Home » Diabetes » How Emerging Needle Technology Is Making Insulin Injections Easier and Less Painful

Thinner needles are easing patient anxiety about taking their injectable diabetes medicine.

The American Diabetes Association reports over 30 million Americans have diabetes. Many inject insulin or GLP-1 RAs to regulate their blood sugar and some patients need combined or multiple daily injections, but not all patients are properly using the medicine, and some may not be using it at all. Often that’s because patients need to self-inject, a process that may be painful and cause anxiety.

In one study, Diabetes Attitudes Wishes and Needs (DAWN) found that a third of patients “dreaded” their insulin injections and 22 percent had to mentally prepare themselves for the shots. Another study found 20 percent of respondents skipped insulin doses and a third study of 27,000 type 2 diabetics, who were newly prescribed insulin, showed 4.5 percent didn’t fill their first prescription and, of those that did, over 25 percent never refilled the initial prescription.

Needle innovations

Proper injection technique helps people with diabetes achieve the best possible health outcomes by ensuring that the precise dose of medication is delivered to the right injection site in the most comfortable manner.

Droplet is the first and only national pen needle brand using 32G — the thinnest gauge needles with the thinnest needle walls — across all lengths, which range from 4 mm to 8 mm. Droplet is to be used with a pen injector device to subcutaneously inject diabetes medicines, such as insulin and GLP-1 RAs. Pen needles should only be used once and then disposed.

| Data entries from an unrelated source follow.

//! Preprocessor - runs include, define collection, resolution and substitution
//!
//! Include → build definitions → resolve all → substitute body.
//! Exits on the first error; nothing partial is returned.

use tracing::{debug, info, instrument};

use crate::defines::{build_definitions, DefinitionTable};
use crate::error::Result;
use crate::include::Includer;
use crate::loader::{FsLoader, SourceLoader};
use crate::resolver::MacroResolver;
use crate::template::substitute;

/// Result of a full run
#[derive(Debug, Clone)]
pub struct Expansion {
    /// Final document text
    pub text: String,
    /// Fully resolved definitions, in first-definition order
    pub table: DefinitionTable,
}

/// Include/define preprocessor over a source loader
pub struct Preprocessor {
    loader: Box<dyn SourceLoader>,
}

impl Default for Preprocessor {
    fn default() -> Self {
        Self::new(FsLoader::new())
    }
}

impl Preprocessor {
    pub fn new(loader: impl SourceLoader + 'static) -> Self {
        Self {
            loader: Box::new(loader),
        }
    }

    /// Expand the file `name`
    #[instrument(skip(self))]
    pub fn expand_file(&self, name: &str) -> Result<Expansion> {
        let mut includer = Includer::new(self.loader.as_ref());
        let flat = includer.include(name, &mut Vec::new())?;
        debug!(files = includer.files_read(), bytes = flat.len(), "Flattened includes");
        self.finish(flat)
    }

    /// Expand an in-memory root document named `name`
    ///
    /// Its `#include` lines still go through the loader.
    #[instrument(skip(self, text))]
    pub fn expand_str(&self, name: &str, text: &str) -> Result<Expansion> {
        let mut includer = Includer::new(self.loader.as_ref());
        let flat = includer.resolve_includes(text, &mut vec![name.to_string()])?;
        self.finish(flat)
    }

    fn finish(&self, flat: String) -> Result<Expansion> {
        let (body, mut table) = build_definitions(&flat);

        let mut resolver = MacroResolver::new(&mut table);
        resolver.resolve_all()?;
        let expansions = resolver.expansions();

        let text = substitute(&body, &table)?;
        info!(definitions = table.len(), expansions, "Expansion complete");
        Ok(Expansion { text, table })
    }
}
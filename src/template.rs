//! Placeholder scanning and single-pass substitution
//!
//! A placeholder is `%` + one or more word characters + `%`. Any other `%`
//! is literal text. Substitution walks the text once, left to right, and
//! never rescans what it inserted.

use std::ops::Range;

use once_cell::sync::Lazy;
use regex::Regex;

use crate::defines::DefinitionTable;
use crate::error::{PreprocError, Result};

/// Placeholder pattern: %NAME%
pub static PLACEHOLDER_PATTERN: Lazy<Regex> =
    Lazy::new(|| Regex::new(r"%(\w+)%").expect("placeholder pattern is valid"));

/// Token representing a parsed template fragment
#[derive(Debug, Clone, PartialEq, Eq)]
pub enum Token<'a> {
    /// Literal text (range in original string)
    Literal(Range<usize>),
    /// Placeholder reference: %name%
    Placeholder(&'a str),
}

/// Split text into literal runs and placeholders
pub fn tokenize(text: &str) -> Vec<Token<'_>> {
    let mut tokens = Vec::new();
    let mut literal_start = 0;

    for caps in PLACEHOLDER_PATTERN.captures_iter(text) {
        let (Some(whole), Some(name)) = (caps.get(0), caps.get(1)) else {
            continue;
        };
        if whole.start() > literal_start {
            tokens.push(Token::Literal(literal_start..whole.start()));
        }
        tokens.push(Token::Placeholder(name.as_str()));
        literal_start = whole.end();
    }

    if literal_start < text.len() {
        tokens.push(Token::Literal(literal_start..text.len()));
    }

    tokens
}

/// Names referenced by placeholders, left to right (duplicates kept)
pub fn placeholders(text: &str) -> Vec<&str> {
    tokenize(text)
        .into_iter()
        .filter_map(|token| match token {
            Token::Placeholder(name) => Some(name),
            Token::Literal(_) => None,
        })
        .collect()
}

#[inline]
pub fn has_placeholders(text: &str) -> bool {
    PLACEHOLDER_PATTERN.is_match(text)
}

/// Replace every placeholder with `lookup(name)`
///
/// The first lookup error aborts the pass.
pub fn substitute_placeholders<F>(text: &str, mut lookup: F) -> Result<String>
where
    F: FnMut(&str) -> Result<String>,
{
    let mut result = String::with_capacity(text.len());

    for token in tokenize(text) {
        match token {
            Token::Literal(range) => result.push_str(&text[range]),
            Token::Placeholder(name) => result.push_str(&lookup(name)?),
        }
    }

    Ok(result)
}

/// Final body pass: replace placeholders with already-resolved table values
pub fn substitute(text: &str, table: &DefinitionTable) -> Result<String> {
    substitute_placeholders(text, |name| {
        table
            .get(name)
            .map(str::to_string)
            .ok_or_else(|| PreprocError::UndefinedReference {
                name: name.to_string(),
                referenced_by: None,
            })
    })
}
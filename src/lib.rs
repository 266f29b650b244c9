//! rcexpand - include/define preprocessor for config templates

pub mod defines;
pub mod error;
pub mod include;
pub mod loader;
pub mod pipeline;
pub mod resolver;
pub mod template;

pub use defines::{build_definitions, DefinitionTable};
pub use error::{FixSuggestion, PreprocError, Result};
pub use include::Includer;
pub use loader::{FsLoader, MemoryLoader, SourceLoader};
pub use pipeline::{Expansion, Preprocessor};
pub use resolver::{resolve_all, MacroResolver};
pub use template::substitute;
//! rcexpand CLI - expand #include / #define templates to stdout

use std::io::{self, Write};
use std::path::PathBuf;
use std::process::ExitCode;

use anyhow::Context;
use clap::{Parser, ValueEnum};
use colored::Colorize;
use tracing_subscriber::EnvFilter;

use rcexpand::{FixSuggestion, FsLoader, PreprocError, Preprocessor};

#[derive(Parser)]
#[command(name = "rcexpand")]
#[command(about = "Expand #include and #define directives in config templates")]
#[command(version)]
struct Cli {
    /// Root template file
    file: String,

    /// Print the resolved definitions instead of the document (exits with status 1)
    #[arg(long)]
    debug: bool,

    /// Format of the --debug dump
    #[arg(long, value_enum, default_value_t = DumpFormat::Text)]
    format: DumpFormat,

    /// Resolve file names relative to this directory
    #[arg(short = 'C', long)]
    directory: Option<PathBuf>,

    /// Log pipeline steps to stderr
    #[arg(short, long)]
    verbose: bool,
}

#[derive(Clone, Copy, Debug, ValueEnum)]
enum DumpFormat {
    Text,
    Json,
}

fn main() -> ExitCode {
    let cli = match Cli::try_parse() {
        Ok(cli) => cli,
        Err(e) if e.use_stderr() => {
            report(&anyhow::Error::new(usage_error(&e)));
            return ExitCode::FAILURE;
        }
        Err(e) => {
            // --help / --version
            let _ = e.print();
            return ExitCode::SUCCESS;
        }
    };

    init_tracing(cli.verbose);

    match run(&cli) {
        Ok(status) => status,
        Err(e) => {
            report(&e);
            ExitCode::FAILURE
        }
    }
}

fn init_tracing(verbose: bool) {
    let default_directive = if verbose { "rcexpand=debug" } else { "warn" };
    let filter = EnvFilter::try_from_default_env()
        .unwrap_or_else(|_| EnvFilter::new(default_directive));

    tracing_subscriber::fmt()
        .with_env_filter(filter)
        .with_writer(io::stderr)
        .init();
}

fn run(cli: &Cli) -> anyhow::Result<ExitCode> {
    let loader = match &cli.directory {
        Some(dir) => FsLoader::with_base_dir(dir),
        None => FsLoader::new(),
    };
    let expansion = Preprocessor::new(loader).expand_file(&cli.file)?;

    if cli.debug {
        let dump = match cli.format {
            DumpFormat::Text => expansion.table.render_aligned(),
            DumpFormat::Json => {
                let mut json = expansion
                    .table
                    .to_json()
                    .context("Failed to serialize definitions")?;
                json.push('\n');
                json
            }
        };
        write_stdout(&dump)?;
        // The dump replaces the document and always reports failure
        return Ok(ExitCode::FAILURE);
    }

    write_stdout(&expansion.text)?;
    Ok(ExitCode::SUCCESS)
}

fn write_stdout(text: &str) -> Result<(), PreprocError> {
    let mut stdout = io::stdout().lock();
    stdout.write_all(text.as_bytes())?;
    stdout.flush()?;
    Ok(())
}

fn usage_error(err: &clap::Error) -> PreprocError {
    let rendered = err.render().to_string();
    // First paragraph only; the usage block follows a blank line
    let message = rendered
        .lines()
        .take_while(|line| !line.trim().is_empty())
        .map(str::trim)
        .collect::<Vec<_>>()
        .join(" ")
        .trim_start_matches("error: ")
        .to_string();
    PreprocError::Usage { message }
}

fn report(err: &anyhow::Error) {
    eprintln!("{} {}", "Error:".red().bold(), err);
    if let Some(suggestion) = err
        .downcast_ref::<PreprocError>()
        .and_then(|e| e.fix_suggestion())
    {
        eprintln!("  {} {}", "Fix:".yellow(), suggestion);
    }
}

“If a patient is making the effort to manage their diabetes by taking their medication, they should benefit from the best technology, the best innovation that’s going to make their injection experience more comfortable,” says pharmacist Anu Rajora, director of medical marketing and medical affairs for Droplet.

The goal of these thin needles is to minimize injection pain, making it more comfortable, so patients have less anxiety and reap the benefits of taking their insulin as prescribed.

“Our target is to make a very thin needle and a short needle to avoid the patient’s fear of the needle,” says Luca Leonardi, research and development manager for Droplet.

The internal diameter of the needle is important too. Droplet is also the first and only brand using ultra-thin wall needles across all needle lengths.

The thinner the needle wall, the better. The thinner needle wall allows for a larger internal opening, which produces higher flow rates of insulin and patients report the injections are comfortable. There’s a lot less effort required to activate the pen too.

“As the needle wall gets thinner, there’s evidence that a lower force is needed to activate the pen,” says Rajora, noting diabetics have decreased hand strength over time. “We’re helping patients perform proper injection technique, which is directly correlated to improved A1c levels. We encourage all injectors to review their technique with their pharmacist or doctor annually.”

Improved patient experiences

This new technology is a welcome relief to patients who know they need their diabetes medicine, but worry about the injections. While these thin gauge needles are cutting edge, even thinner needles are forecasted for future applications to help ensure people injecting diabetes medicines, such as insulin or GLP-1 RAs, take them.

“The goal is for patients with diabetes to be able to reach and maintain healthy A1c levels by managing their lifestyle and taking their medicines as prescribed, not only to prevent progression, but also to prevent complications. We want them to be healthy and live their best lives,” says Rajora.